Meet Dr. James Ngatia, Veterinarian for the Samburu-Laikipia Wild Dog Project

Tell us about your background.

I studied veterinary medicine at the University of Nairobi and am a resident of Laikipia county. I grew up watching wildlife and this formed part of my inspiration for working with wildlife or wildlife research, and community development thus influencing my choice of career in Veterinary Sciences. When I discovered the LRVC project based at Mpala in 2017-2018, I saw it as a perfect avenue to support my own county while also growing my professional journey.

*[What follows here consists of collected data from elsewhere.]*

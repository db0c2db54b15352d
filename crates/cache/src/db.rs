//! Database connection and pool management.

use exn::ResultExt;
use sqlx::pool::{PoolConnection, PoolConnectionMetadata};
use sqlx::sqlite::{SqliteConnectOptions, SqlitePool, SqlitePoolOptions, SqliteSynchronous};
use sqlx::{Sqlite, SqliteConnection, Transaction};
use std::path::Path;
use tracing::instrument;

use crate::error::{ErrorKind, Result};

/// Embedded migrations that are run automatically on connect.
static MIGRATOR: sqlx::migrate::Migrator = sqlx::migrate!("./migrations");
// Every cache call is a short prepared statement from a single process; a
// couple of connections is plenty.
const MAX_CONNECTIONS: u32 = 4;

/// Shared handle to the cache database.
///
/// The application's main database file is owned elsewhere; this handle only
/// ensures the cache tables exist and hands out connections and transactions.
#[derive(Debug, Clone)]
pub struct Database {
    pool: SqlitePool,
}

impl Database {
    async fn new(options: SqliteConnectOptions, pool: SqlitePoolOptions) -> Result<Self> {
        let pool = pool
            // Apply the query-based PRAGMAs to EVERY connection the pool
            // opens, not just the first one.
            .after_connect(|conn, meta| Box::pin(async move { Self::apply_pragmas(conn, meta).await }))
            .connect_with(options)
            .await
            .or_raise(|| ErrorKind::Database)?;
        let db = Self { pool };
        db.migrate().await?;
        Ok(db)
    }

    /// Connect to the cache database at the given path.
    ///
    /// Creates the database file if it doesn't exist and runs migrations.
    pub async fn connect(path: impl AsRef<Path>) -> Result<Self> {
        let path = path.as_ref();
        let options = Self::base_options().filename(path).create_if_missing(true);
        Self::new(options, SqlitePoolOptions::new().max_connections(MAX_CONNECTIONS)).await
    }

    /// Connect to an in-memory database (useful for testing).
    ///
    /// Note:
    /// - In-memory databases are destroyed when the connection closes.
    /// - Do NOT apply `#[cfg(test)]` so that other crates can also use this in their tests.
    pub async fn connect_in_memory() -> Result<Self> {
        let options = Self::base_options().filename(":memory:");
        // A second connection would see a different, empty database, and the
        // single connection must never be reaped for the same reason.
        let pool = SqlitePoolOptions::new().max_connections(1).idle_timeout(None).max_lifetime(None);
        Self::new(options, pool).await
    }

    /// Base connection options shared between file and in-memory databases.
    fn base_options() -> SqliteConnectOptions {
        SqliteConnectOptions::new()
            .journal_mode(sqlx::sqlite::SqliteJournalMode::Wal)
            .synchronous(SqliteSynchronous::Normal)
            // The desktop application holds the same file open; wait for its
            // writes rather than failing with SQLITE_BUSY.
            .busy_timeout(std::time::Duration::from_millis(1500))
    }

    /// Apply additional PRAGMA settings that aren't exposed via SqliteConnectOptions.
    async fn apply_pragmas(conn: &mut SqliteConnection, _meta: PoolConnectionMetadata) -> sqlx::Result<()> {
        sqlx::query(
            r#"
                PRAGMA cache_size = -8192;
                PRAGMA temp_store = MEMORY;
            "#,
        )
        .execute(conn)
        .await?;
        Ok(())
    }

    /// Create the cache tables if they don't exist yet.
    #[instrument("performing cache database migrations", skip(self))]
    async fn migrate(&self) -> Result<()> {
        MIGRATOR.run(&self.pool).await.or_raise(|| ErrorKind::Migration)
    }

    /// Get a reference to the underlying connection pool.
    pub fn pool(&self) -> &SqlitePool {
        &self.pool
    }

    /// Check out a single connection for a sequence of reads.
    pub(crate) async fn acquire(&self) -> Result<PoolConnection<Sqlite>> {
        self.pool.acquire().await.or_raise(|| ErrorKind::Database)
    }

    /// Begin a transaction; dropping it without committing rolls back.
    pub(crate) async fn begin(&self) -> Result<Transaction<'static, Sqlite>> {
        self.pool.begin().await.or_raise(|| ErrorKind::Database)
    }

    /// Close the database connection pool.
    pub async fn close(&self) {
        // Let SQLite update query planner statistics
        _ = sqlx::query("PRAGMA optimize").execute(&self.pool).await;
        self.pool.close().await;
    }
}

#[cfg(test)]
mod tests {
    use super::*;

    #[tokio::test]
    async fn test_connect_in_memory() {
        let db = Database::connect_in_memory().await.unwrap();
        assert!(!db.pool().is_closed());
        db.close().await;
    }

    #[tokio::test]
    async fn test_migrations_are_idempotent() {
        let db = Database::connect_in_memory().await.unwrap();
        // Running migrate again should succeed (already applied)
        db.migrate().await.unwrap();
        db.close().await;
    }

    #[tokio::test]
    async fn test_all_tables_created() {
        let db = Database::connect_in_memory().await.unwrap();
        let tables: Vec<String> = sqlx::query_scalar(
            "SELECT name FROM sqlite_master WHERE type = 'table' AND name NOT LIKE '\\_%' ESCAPE '\\' ORDER BY name",
        )
        .fetch_all(db.pool())
        .await
        .unwrap();
        assert_eq!(
            tables,
            vec![
                "cache_meta",
                "cover_index",
                "mixtape_raw_waveform_cache",
                "mixtape_waveform_cache",
                "mixtape_waveform_hires_cache",
                "song_cache",
                "waveform_cache",
            ]
        );
        db.close().await;
    }

    #[tokio::test]
    async fn test_file_database_persists() {
        let dir = tempfile::tempdir().unwrap();
        let path = dir.path().join("cache.db");
        let db = Database::connect(&path).await.unwrap();
        sqlx::query("INSERT INTO cache_meta (key, value) VALUES ('k', 'v')").execute(db.pool()).await.unwrap();
        db.close().await;
        let db = Database::connect(&path).await.unwrap();
        let value: String =
            sqlx::query_scalar("SELECT value FROM cache_meta WHERE key = 'k'").fetch_one(db.pool()).await.unwrap();
        assert_eq!(value, "v");
        db.close().await;
    }
}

What projects are you currently working on at Mpala? What are your research goals?

I am currently employed as a veterinary officer with the Samburu-Laikipia Wild Dog Project. In this role, I also serve as the coordinator for the Laikipia Rabies Vaccination Campaign. Our campaign involves conducting large-scale mass vaccinations for domestic dogs and cats to prevent rabies. Additionally, we engage in community education programs that cover topics such as dog health, rabies awareness and prevention, animal welfare for dogs and cats, and fostering peaceful coexistence with wildlife, particularly the endangered African Wild Dog. Furthermore, we actively monitor the health of Wild Dogs and report any issues to the Kenya Wildlife Service (KWS) Veterinary Response Team. Our efforts primarily focus on Laikipia County, with extensions into certain neighbouring areas within Isiolo and Samburu counties.

Why Mpala?

The two most exciting things at Mpala are the times when volunteers converge at the campus to help with the intensive vaccination campaign. It is incredible to see the dedication of professionals, students, and Mpala researchers in giving back to communities in Laikipia. Additionally, another source of excitement arises from tracking African Wild Dogs through the bushes and rocky terrain for monitoring or the occasional collaring events.

What impact do you believe your time at Mpala will have on your professional career?

My time at Mpala will definitely be a period of immense learning and growth in the areas of community support, research, and veterinary wildlife science, especially supporting endangered wildlife. It is an honour to be part of the global efforts to reduce the burden of rabies and effectively contribute to rabies awareness and eventually elimination. Very few places in Kenya will offer this kind of combination and hands-on experience. Working with the Samburu-Laikipia Wild Dog Research Project led by Dedan Ngatia, Professor Rosie Woodroffe, and Martin Mwangi, we are learning a great deal about conservation, and these skills will be beneficial in conservation and ecological spaces in Kenya, across Africa, and globally. It is incredibly amazing the level of expertise and knowledge that Mpala researchers have on a relatively small campus in the middle of Laikipia, and it is a privilege to be able to interact and learn from each project and individual investigators.